§ **WHAT IS EXPECTED**: Please state how many lines in the records that follow include "impl", with no other output.
━━━━━━━━━━
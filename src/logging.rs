// ABOUTME: Tracing subscriber setup for the LMS server and CLI
// ABOUTME: EnvFilter driven, with pretty or JSON output selected by configuration
//
// SPDX-License-Identifier: MIT OR Apache-2.0
// Copyright (c) 2025 Pierre Fitness Intelligence

use crate::config::{LogFormat, LoggingConfig};
use crate::errors::{AppError, AppResult};
use tracing_subscriber::{fmt, layer::SubscriberExt, util::SubscriberInitExt, EnvFilter};

/// Install the global tracing subscriber
///
/// # Errors
///
/// Returns a config error if the filter directive is invalid or a global
/// subscriber is already installed
pub fn init(config: &LoggingConfig) -> AppResult<()> {
    let filter = EnvFilter::try_new(&config.filter)
        .map_err(|e| AppError::config(format!("Invalid log filter '{}': {e}", config.filter)))?;

    let registry = tracing_subscriber::registry().with(filter);
    let result = match config.format {
        LogFormat::Json => registry
            .with(fmt::layer().json().with_current_span(true).with_target(true))
            .try_init(),
        LogFormat::Pretty => registry.with(fmt::layer().with_target(true)).try_init(),
    };

    result.map_err(|e| AppError::config(format!("Failed to install tracing subscriber: {e}")))
}
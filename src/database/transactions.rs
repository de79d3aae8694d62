// ABOUTME: RAII transaction guard for SQLite multi-statement writes
// ABOUTME: Uncommitted guards roll back when dropped so partial writes are never observable
//
// SPDX-License-Identifier: MIT OR Apache-2.0
// Copyright (c) 2025 Pierre Fitness Intelligence

use crate::errors::{AppError, AppResult};
use sqlx::{Sqlite, SqliteConnection, Transaction};
use tracing::debug;

/// Transaction wrapper: work through [`executor`](Self::executor), then
/// [`commit`](Self::commit). Dropping without committing rolls back.
pub struct SqliteTransactionGuard {
    tx: Option<Transaction<'static, Sqlite>>,
}

impl SqliteTransactionGuard {
    /// Wrap an open transaction
    #[must_use]
    pub const fn new(tx: Transaction<'static, Sqlite>) -> Self {
        Self { tx: Some(tx) }
    }

    /// Connection bound to the transaction
    ///
    /// # Errors
    ///
    /// Returns an internal error if the transaction was already committed
    pub fn executor(&mut self) -> AppResult<&mut SqliteConnection> {
        self.tx
            .as_deref_mut()
            .ok_or_else(|| AppError::internal("Transaction already completed"))
    }

    /// Commit the transaction
    ///
    /// # Errors
    ///
    /// Returns a database error if the commit fails
    pub async fn commit(mut self) -> AppResult<()> {
        let tx = self
            .tx
            .take()
            .ok_or_else(|| AppError::internal("Transaction already completed"))?;
        tx.commit()
            .await
            .map_err(|e| AppError::database(format!("Failed to commit transaction: {e}")))
    }
}

impl Drop for SqliteTransactionGuard {
    fn drop(&mut self) {
        if self.tx.is_some() {
            // sqlx queues the rollback when the transaction is dropped
            debug!("Rolling back uncommitted transaction");
        }
    }
}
━━━━━━━━━━
§ **RESULT**: 2